Public online seminar, 4pm 17 September 2020 AEST
Seda Gürses, TU Delft will give the seventh HMI Data, AI and Society public seminar.
Seda is currently an Associate Professor in the Department of Multi-Actor Systems at TU Delft at the Faculty of Technology Policy and Management, an affiliate at the COSIC Group at the Department of Electrical Engineering (ESAT), KU Leuven and a member of the Institute for Technology in the Public Interest. Previously she was an FWO post-doctoral fellow at COSIC/ESAT, and a research associate at Princeton University and NYU. Her work focuses on privacy enhancing and protective optimization technologies (PETs and POTs), privacy engineering, as well as questions around software infrastructures, social justice and political economy as they intersect with computer science.
Title: ‘Protective Optimization Technologies’

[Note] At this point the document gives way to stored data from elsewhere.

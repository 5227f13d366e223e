//! Error types for location lookup.

use salus_core::SalusError;

/// Errors from geocoding, places search, and directions.
#[derive(Debug, thiserror::Error)]
pub enum LocationError {
    #[error("location not found; try again with a more specific address")]
    LocationNotFound,
    #[error("no directions found")]
    NoDirections,
    #[error("maps request failed: {0}")]
    Request(String),
    #[error("maps API error {status}: {message}")]
    Api { status: String, message: String },
}

impl From<LocationError> for SalusError {
    fn from(err: LocationError) -> Self {
        SalusError::Location(err.to_string())
    }
}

Abstract: The transformation to service-oriented architectures (SOA) and agile development as the dominant modes for producing software has far reaching implications and has given rise to a new type of system: optimization systems. As software engineering shifted in the 2000s from packaged software and PCs to services and clouds, enabling distributed architectures that incorporate real-time feedback from users [Kaldrack and Leeker, 2015], digital systems became layers of technologies, metricized under the authority of objective functions. These functions define the optimization objectives of, among others, the selection of software features, the orchestration of cloud usage, and the design of user interaction and growth planning [Gurses and van Hoboken, 2018]. In contrast to traditional information systems, which treat the world as a static place to be known and focus on storage, processing, transport, and organizing information, systems produced under logics of optimization consider the world as a place to sense and co-create. They seek maximum extraction of economic value by optimizing the capture and manipulation of people’s activities and environments [Agre 1994; Curry and Phillips, 2003], often leading to asymmetrical concentration of resources in the hands of a few companies [Hwang 2018, Poon 2016].

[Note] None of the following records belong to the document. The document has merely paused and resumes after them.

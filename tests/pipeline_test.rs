//! End-to-end tests through the library API: script, synthesis, scheduler.

use ph::config::PhConfig;
use ph::platform::Platform;
use ph::project::{BuildApi, Project, Session, project_root};
use std::fs;

fn load(dir: &std::path::Path, script: &str, settings: &str) -> Project {
    let path = dir.join("project.ph");
    fs::write(&path, script).unwrap();

    let root = project_root(&path).unwrap();
    let config = PhConfig::parse(settings).unwrap();
    let toolchain = config.toolchain(Platform::Linux).unwrap();
    let session = Session::new(toolchain, root.to_string_lossy(), config.scheduler(&root))
        .with_options([("build".to_string(), "on".to_string())].into());
    Project::load(&path, BuildApi::new(session)).unwrap()
}

#[cfg(unix)]
#[test]
fn test_cython_chain_runs_with_stub_tools() {
    let dir = tempfile::tempdir().unwrap();
    let mut project = load(
        dir.path(),
        r#"
fn run() {
    cython(#{ source: "./spam.pyx", output: "build/spam", directives: #{ boundscheck: false } });
    dispatch();
}
"#,
        "[toolchain]\ncython = \"true\"\ncc = \"true\"\n",
    );
    project.run().unwrap();

    let reports = project.api().reports();
    assert_eq!(reports.len(), 1);
    let commands = &reports[0].commands;
    assert!(commands[0].starts_with("true -X boundscheck=False "));
    assert!(commands[0].ends_with("/spam.c"));
    assert!(commands[1].contains("/build/spam.so -shared -fPIC"));
    assert!(reports[0].is_done());
    assert_eq!(reports[0].failed_steps(), 0);
}

#[test]
fn test_synthesis_is_deterministic() {
    let dir = tempfile::tempdir().unwrap();
    let script = r#"
fn run() {
    compile(#{ source: "./main.c", output: "main", includes: ["./inc"], libraries: ["m"] });
}
"#;
    let mut first = load(dir.path(), script, "");
    first.run().unwrap();
    let mut second = load(dir.path(), script, "");
    second.run().unwrap();

    assert_eq!(first.api().reports(), second.api().reports());
    let command = &first.api().reports()[0].commands[0];
    assert!(command.starts_with("gcc "), "{}", command);
    assert!(command.contains("/main.c -o "));
    assert!(command.ends_with("/inc -lm"), "{}", command);
}

#[cfg(unix)]
#[test]
fn test_delete_removes_matching_files() {
    let dir = tempfile::tempdir().unwrap();
    fs::write(dir.path().join("spam.c"), "").unwrap();
    fs::write(dir.path().join("eggs.c"), "").unwrap();
    fs::write(dir.path().join("keep.pyx"), "").unwrap();

    let mut project = load(
        dir.path(),
        r#"
fn run() {
    let removed = delete("./*.c");
    chain(["echo " + removed]);
}
"#,
        "",
    );
    project.run().unwrap();

    assert!(!dir.path().join("spam.c").exists());
    assert!(!dir.path().join("eggs.c").exists());
    assert!(dir.path().join("keep.pyx").exists());
    assert_eq!(project.api().reports()[0].commands, vec!["echo 2"]);
}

Fairness frameworks proposed by computer scientists [Barocas, Hardt, Narayanan, 2020] have recently come into vogue as a way to address the economic, moral, social, and political impact of optimization systems on populations. These frameworks succeed, in part, by narrowing the problem definition to reduce complexity. Not surprisingly, this simplification limits the ability of these frameworks to capture and mitigate a variety of harms caused by optimization systems.
In this talk, Seda will first characterize these limitations and evaluate their consequences using concepts from requirements engineering and from social sciences. In particular, she will show that the focus on the inputs and outputs of algorithms misses the way that harms are manifested when systems interact with the "world". Furthermore, the frameworks' reliance on the service provider focuses on mitigations possible through an incentivized service provider and does not explore avenues of action in cases where service providers are not cooperative or intentionally adversarial. To broaden the scope of the field we propose a new class of solutions that explore other approaches to capturing harms and contesting optimization systems: Protective Optimization Technologies (POTs). While POTs may not solve the broader set of problems that optimization systems bring about, they propose a way to raise awareness, push back and contest in the presence of powerful service providers.